Thanks to SegWit other features could be added to the network including Schnorr signatures and the lightning network.
SegWit is limited to Bitcoin so doesn’t apply to other L1s. This is why a lot of them these days are looking at parallel processing via Sharding.
Sharding
Sharding is a database partitioning technique. What does that mean? It means that the database is split into partitions that process only parts of the database, and not the entire database.
The concept is in use since the 1990s in traditional databases worldwide.
For blockchains, it means that all nodes are split into different groups (called shards) that are assigned a specific section of the network. Instead of all nodes processing every transaction, they are spread across all shards enabling parallel processing of transactions without requiring nodes to do any more workload than previously.
Therefore, sharding can increase the speed of transactions, and help keep costs down, as the network scales. Too good to be true?
There is one catch, the 1% attack.
For sharding to work, shards need to communicate with each other. If we assume a network that is split into 100 shards, where each shard holds 1% of the hash power, an attacker would need only 1% of the total hashrate to take over a shard.
On that shard, they’d then have free reign to double-spend or delete data of legit transactions.
We speak about hashrate of the network, because the 1% attack is possible only on sharded PoW networks. All currently existing blockchains that implemented sharding use Proof-of-Stake, or a form of BFT in combination with PoS, including Zilliqa and NEAR.
Is Proof-of-Stake with Sharding the answer to the Blockchain trilemma?
Short answer: No because Proof-of-Stake doesn’t enable true decentralization.
Longer answer: Proof-of-Stake might be energy-efficient, but when tying security and construction of a chain to one’s wealth, it tends to favor the rich. If we want to achieve decentralization, security, and scalability giving up on decentralization isn’t an option
As soon as you give up on decentralization you sacrifice censorship resistance and create vectors of attack. You might also run into problems with availability as downtimes with networks like Polygon have shown this year.
We outlined why we believe the only algorithm making decentralization possible is PoW here.
And does that scale?
The blockchain trilemma is referring to Layer-1 blockchains. But Layer-1 doesn’t scale. And it doesn’t have to.

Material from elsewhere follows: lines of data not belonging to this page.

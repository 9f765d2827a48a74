//! Turn detection state machine

use tracing::{debug, trace};

use super::config::TurnDetectorConfig;

/// State machine for turn transitions
#[derive(Debug, Clone, Copy, PartialEq, Eq, Default)]
pub enum TurnState {
    /// No speech
    #[default]
    Silent,
    /// Score crossed the positive threshold, waiting for confirmation
    SpeechCandidate,
    /// Confirmed speech in progress
    SpeechConfirmed,
    /// Speech fell below the negative threshold, waiting for the silence
    /// threshold to complete the turn
    TrailingSilence,
}

impl std::fmt::Display for TurnState {
    fn fmt(&self, f: &mut std::fmt::Formatter<'_>) -> std::fmt::Result {
        match self {
            TurnState::Silent => write!(f, "silent"),
            TurnState::SpeechCandidate => write!(f, "speech-candidate"),
            TurnState::SpeechConfirmed => write!(f, "speech-confirmed"),
            TurnState::TrailingSilence => write!(f, "trailing-silence"),
        }
    }
}

/// One span of confirmed user speech.
#[derive(Debug, Clone, Copy, PartialEq, Eq)]
pub struct SpeechSegment {
    /// When the score first crossed the positive threshold (ms)
    pub start_ms: u64,
    /// When trailing silence began; `None` while ongoing
    pub end_ms: Option<u64>,
    /// `end_ms - start_ms` once finalized
    pub duration_ms: u64,
    /// Met the minimum speech duration (or was forced)
    pub valid: bool,
}

impl SpeechSegment {
    fn open(start_ms: u64) -> Self {
        Self {
            start_ms,
            end_ms: None,
            duration_ms: 0,
            valid: false,
        }
    }
}

/// Transitions reported to the owner.
#[derive(Debug, Clone, Copy, PartialEq, Eq)]
pub enum TurnEvent {
    /// Speech confirmed; a segment is now open
    SpeechStarted { start_ms: u64 },
    /// A valid segment was finalized: the user's turn is complete
    TurnCompleted(SpeechSegment),
    /// A confirmed segment ended shorter than the minimum speech duration
    SegmentDiscarded(SpeechSegment),
    /// A burst that never confirmed
    Misfire { start_ms: u64, duration_ms: u64 },
}

/// Counters kept by the detector.
#[derive(Debug, Clone, Copy, Default, PartialEq, Eq)]
pub struct TurnStats {
    pub frames: u64,
    pub speech_frames: u64,
    pub turns: u64,
    pub discarded: u64,
    pub misfires: u64,
}

impl std::fmt::Display for TurnStats {
    fn fmt(&self, f: &mut std::fmt::Formatter<'_>) -> std::fmt::Result {
        write!(
            f,
            "Turn Stats: {} frames ({} speech), {} turns, {} discarded, {} misfires",
            self.frames, self.speech_frames, self.turns, self.discarded, self.misfires
        )
    }
}

/// Hysteresis state machine deciding when a user turn begins and ends.
///
/// Time comes from the frames themselves (`at_ms` on the capture clock);
/// [`TurnDetector::poll`] advances it when frames stop arriving.
#[derive(Debug, Clone)]
pub struct TurnDetector {
    config: TurnDetectorConfig,
    state: TurnState,
    /// Start of the current candidate run
    candidate_start_ms: u64,
    /// Open segment, if any
    segment: Option<SpeechSegment>,
    /// Start of the current trailing silence
    silence_since_ms: Option<u64>,
    /// Latest time observed
    last_ms: u64,
    /// Held open by push-to-talk
    forced: bool,
    stats: TurnStats,
}

impl TurnDetector {
    pub fn new(config: TurnDetectorConfig) -> Self {
        debug!(
            "Turn detector initialized: positive={:.2}, negative={:.2}, confirm={}ms, silence={}ms, min_speech={}ms",
            config.positive_threshold,
            config.negative_threshold,
            config.min_confirm_ms,
            config.silence_threshold_ms,
            config.min_speech_ms
        );
        Self {
            config,
            state: TurnState::Silent,
            candidate_start_ms: 0,
            segment: None,
            silence_since_ms: None,
            last_ms: 0,
            forced: false,
            stats: TurnStats::default(),
        }
    }

    pub fn config(&self) -> &TurnDetectorConfig {
        &self.config
    }

    pub fn state(&self) -> TurnState {
        self.state
    }

    /// Whether a segment is open.
    pub fn is_speaking(&self) -> bool {
        matches!(
            self.state,
            TurnState::SpeechConfirmed | TurnState::TrailingSilence
        )
    }

    /// The open segment, if any.
    pub fn segment(&self) -> Option<&SpeechSegment> {
        self.segment.as_ref()
    }

    /// Whether push-to-talk is holding the turn open.
    pub fn is_forced(&self) -> bool {
        self.forced
    }

    pub fn stats(&self) -> TurnStats {
        self.stats
    }

    /// Feed the score for a frame covering `[at_ms, at_ms + duration_ms)`.
    pub fn observe(&mut self, score: f32, at_ms: u64, duration_ms: u64) -> Option<TurnEvent> {
        let end_ms = at_ms + duration_ms;
        self.last_ms = self.last_ms.max(end_ms);
        self.stats.frames += 1;

        let is_speech = score >= self.config.positive_threshold;
        if is_speech {
            self.stats.speech_frames += 1;
        }

        if self.forced {
            return None;
        }

        let prev_state = self.state;
        let event = match self.state {
            TurnState::Silent => {
                if is_speech {
                    self.candidate_start_ms = at_ms;
                    self.state = TurnState::SpeechCandidate;
                    self.try_confirm(end_ms)
                } else {
                    None
                }
            }
            TurnState::SpeechCandidate => {
                if is_speech {
                    self.try_confirm(end_ms)
                } else {
                    // Never confirmed: the whole burst is dropped
                    let duration_ms = at_ms.saturating_sub(self.candidate_start_ms);
                    self.state = TurnState::Silent;
                    self.stats.misfires += 1;
                    debug!(
                        "Misfire suppressed: {}ms burst at {}ms",
                        duration_ms, self.candidate_start_ms
                    );
                    Some(TurnEvent::Misfire {
                        start_ms: self.candidate_start_ms,
                        duration_ms,
                    })
                }
            }
            TurnState::SpeechConfirmed => {
                if score < self.config.negative_threshold {
                    self.silence_since_ms = Some(at_ms);
                    self.state = TurnState::TrailingSilence;
                    self.check_completion(end_ms)
                } else {
                    None
                }
            }
            TurnState::TrailingSilence => {
                if is_speech {
                    // Speaker resumed, pending completion is cancelled
                    self.silence_since_ms = None;
                    self.state = TurnState::SpeechConfirmed;
                    debug!("Speech resumed at {}ms", at_ms);
                    None
                } else {
                    self.check_completion(end_ms)
                }
            }
        };

        if prev_state != self.state {
            trace!(
                "Turn frame at {}ms: score={:.3}, state={}->{}",
                at_ms, score, prev_state, self.state
            );
        }

        event
    }

    /// Advance the clock without a frame. Completes a turn whose trailing
    /// silence has lasted long enough.
    pub fn poll(&mut self, now_ms: u64) -> Option<TurnEvent> {
        let now_ms = now_ms.max(self.last_ms);
        if self.forced || self.state != TurnState::TrailingSilence {
            return None;
        }
        self.last_ms = now_ms;
        self.check_completion(now_ms)
    }

    /// Push-to-talk press: open a confirmed segment immediately and hold it
    /// open until [`TurnDetector::force_complete`].
    pub fn force_start(&mut self, now_ms: u64) -> Option<TurnEvent> {
        let now_ms = now_ms.max(self.last_ms);
        self.forced = true;

        match self.state {
            TurnState::Silent | TurnState::SpeechCandidate => {
                let start_ms = if self.state == TurnState::SpeechCandidate {
                    self.candidate_start_ms
                } else {
                    now_ms
                };
                self.segment = Some(SpeechSegment::open(start_ms));
                self.silence_since_ms = None;
                self.state = TurnState::SpeechConfirmed;
                debug!("Speech forced at {}ms", start_ms);
                Some(TurnEvent::SpeechStarted { start_ms })
            }
            TurnState::SpeechConfirmed | TurnState::TrailingSilence => {
                self.silence_since_ms = None;
                self.state = TurnState::SpeechConfirmed;
                None
            }
        }
    }

    /// Push-to-talk release: finalize the open segment now, skipping both the
    /// silence wait and the minimum duration check.
    pub fn force_complete(&mut self, now_ms: u64) -> Option<TurnEvent> {
        let now_ms = now_ms.max(self.last_ms);
        self.forced = false;

        match self.state {
            TurnState::SpeechConfirmed | TurnState::TrailingSilence => {
                let end_ms = self.silence_since_ms.unwrap_or(now_ms);
                self.finalize(end_ms, true)
            }
            TurnState::Silent | TurnState::SpeechCandidate => {
                self.state = TurnState::Silent;
                None
            }
        }
    }

    /// The endpoint reported end of speech: finalize the open segment now
    /// instead of waiting out the silence threshold. The minimum duration
    /// still applies, and push-to-talk keeps the segment open.
    pub fn end_speech(&mut self, now_ms: u64) -> Option<TurnEvent> {
        let now_ms = now_ms.max(self.last_ms);
        if self.forced {
            return None;
        }
        self.last_ms = now_ms;

        match self.state {
            TurnState::SpeechConfirmed | TurnState::TrailingSilence => {
                let end_ms = self.silence_since_ms.unwrap_or(now_ms);
                self.finalize(end_ms, false)
            }
            TurnState::SpeechCandidate => {
                let duration_ms = now_ms.saturating_sub(self.candidate_start_ms);
                self.state = TurnState::Silent;
                self.stats.misfires += 1;
                Some(TurnEvent::Misfire {
                    start_ms: self.candidate_start_ms,
                    duration_ms,
                })
            }
            TurnState::Silent => None,
        }
    }

    /// Return to silent, dropping any open segment.
    pub fn reset(&mut self) {
        self.state = TurnState::Silent;
        self.segment = None;
        self.silence_since_ms = None;
        self.candidate_start_ms = 0;
        self.forced = false;
        debug!("Turn detector reset");
    }

    fn try_confirm(&mut self, end_ms: u64) -> Option<TurnEvent> {
        let run_ms = end_ms.saturating_sub(self.candidate_start_ms);
        if run_ms < self.config.min_confirm_ms as u64 {
            return None;
        }

        let start_ms = self.candidate_start_ms;
        self.segment = Some(SpeechSegment::open(start_ms));
        self.silence_since_ms = None;
        self.state = TurnState::SpeechConfirmed;
        debug!("Speech confirmed after {}ms (started at {}ms)", run_ms, start_ms);
        Some(TurnEvent::SpeechStarted { start_ms })
    }

    fn check_completion(&mut self, now_ms: u64) -> Option<TurnEvent> {
        let since = self.silence_since_ms?;
        if now_ms.saturating_sub(since) < self.config.silence_threshold_ms as u64 {
            return None;
        }
        self.finalize(since, false)
    }

    fn finalize(&mut self, end_ms: u64, forced: bool) -> Option<TurnEvent> {
        let mut segment = self.segment.take()?;
        segment.end_ms = Some(end_ms);
        segment.duration_ms = end_ms.saturating_sub(segment.start_ms);
        segment.valid = forced || segment.duration_ms >= self.config.min_speech_ms as u64;

        self.state = TurnState::Silent;
        self.silence_since_ms = None;

        if segment.valid {
            self.stats.turns += 1;
            debug!(
                "Turn complete: {}ms of speech ({}ms - {}ms)",
                segment.duration_ms, segment.start_ms, end_ms
            );
            Some(TurnEvent::TurnCompleted(segment))
        } else {
            self.stats.discarded += 1;
            debug!(
                "Discarding {}ms segment (minimum {}ms)",
                segment.duration_ms, self.config.min_speech_ms
            );
            Some(TurnEvent::SegmentDiscarded(segment))
        }
    }
}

As long as you have scalable Layer-2 solutions.
Blockchains like Bitcoin have shown that it’s possible to create a highly scalable payments network (Lightning) on top of a not-so-scalable Layer-1 and even Ethereum maxis are now advocating for the development of further rollups and other scaling solutions to enhance scalability.
When combining a truly decentralized Layer-1 with Layer-2 Scaling solutions, you can get all three properties: decentralization, security, and scalability.